I guess that’s the thing about boundaries, though: drawing them is likely to upset people. But not deciding upon a boundary doesn’t mean there isn’t one, and that people won’t be upset. It just means there’s a different boundary, likely for each person involved and all those different individual boundaries are gonna rub up against each other. No boundaries leaves people uncertain and insecure, across the board.

So, for Adam and I, this week has been a hefty reminder, as we receive from time to time, that leadership can be very hard sometimes. That it’s impossible to please everyone, but that pleasing people isn’t the job of leadership anyway.

Sometimes, people will choose out of the possibility you see for them, and out of the possibility they see for themselves. But the thing is, it’s one hundred percent okay for them to choose anything. It’s got to be, or else possibility isn’t even available.

No has to be an option for yes to be a choice.

And what that means is that sometimes, people are going to choose no. Even if you extend an invitation that you truly believe is the best, most-awesome thing in the world, for the very person to whom you’re offering it, they might choose out.
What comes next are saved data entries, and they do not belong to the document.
//! Bearer token authentication

use axum::http::{header, HeaderMap};

use shared::logging::ServiceId;
use shared::service_debug;

use crate::error::{WebServerError, WebServerResult};
use crate::state::AppState;
use crate::types::Identity;

const SERVICE: ServiceId = ServiceId::WebServer;

/// Token from an `Authorization: Bearer <token>` header, if present
pub fn bearer_token(headers: &HeaderMap) -> Option<&str> {
    let value = headers.get(header::AUTHORIZATION)?.to_str().ok()?.trim();
    let (scheme, token) = value.split_once(' ')?;
    let token = token.trim();
    (scheme.eq_ignore_ascii_case("bearer") && !token.is_empty()).then_some(token)
}

/// Resolve the caller, falling back to the anonymous user when the server
/// allows unauthenticated access
pub async fn authenticate(state: &AppState, headers: &HeaderMap) -> WebServerResult<Identity> {
    let Some(token) = bearer_token(headers) else {
        if state.allow_unauthenticated {
            return Ok(Identity::anonymous());
        }
        return Err(WebServerError::unauthorized("Authentication required"));
    };

    let verified = match &state.verifier {
        Some(verifier) => verifier.verify(token).await,
        None => Err(WebServerError::unauthorized("Invalid authentication token")),
    };

    match verified {
        Ok(identity) => Ok(identity),
        Err(e) if state.allow_unauthenticated => {
            service_debug!(SERVICE, error = %e, "token rejected, continuing anonymously");
            Ok(Identity::anonymous())
        }
        Err(_) => Err(WebServerError::unauthorized("Invalid authentication token")),
    }
}

#[cfg(test)]
mod tests {
    use super::*;
    use axum::http::HeaderValue;

    fn headers(value: &str) -> HeaderMap {
        let mut headers = HeaderMap::new();
        headers.insert(header::AUTHORIZATION, HeaderValue::from_str(value).unwrap());
        headers
    }

    #[test]
    fn test_bearer_token_parsing() {
        assert_eq!(bearer_token(&headers("Bearer abc.def")), Some("abc.def"));
        assert_eq!(bearer_token(&headers("bearer   xyz ")), Some("xyz"));
        assert_eq!(bearer_token(&headers("Basic dXNlcg==")), None);
        assert_eq!(bearer_token(&headers("Bearer ")), None);
        assert_eq!(bearer_token(&HeaderMap::new()), None);
    }
}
And while it may not feel okay in the moment, or even in the many moments that follow, it IS okay.

And even if it breaks your heart, it IS okay. You’ll be okay. They’ll be okay. Hearts mend. Life goes on.

And if all of this is true, and sometimes people are going to choose no, or choose out, regardless of what you say or do or believe, then, well, I think it’s probably a good idea to at least make sure that what you say, do and believe are aligned with what is true for you.

At the end of the day, leadership might break your heart. But if you’re acting with integrity (your thoughts/beliefs, your words and your actions all aligned), then at least you know you gave it your best shot. And tomorrow is a new day.

The reality of leadership, in my own experience, is that leading comes at a cost, especially if you are committed to leadership as a quality and not just a job title. It means being willing to draw a line where others might not, to stick your neck out when others keep their heads down, to speak out when others withdraw their voices, and to offer people the choice to be in, knowing they well might choose to be out.

And that is heartbreaking. But, as always on the heel of a tough leadership week, I’m reminded and recommitted to leadership being the heartbreak I choose, because it’s worth it.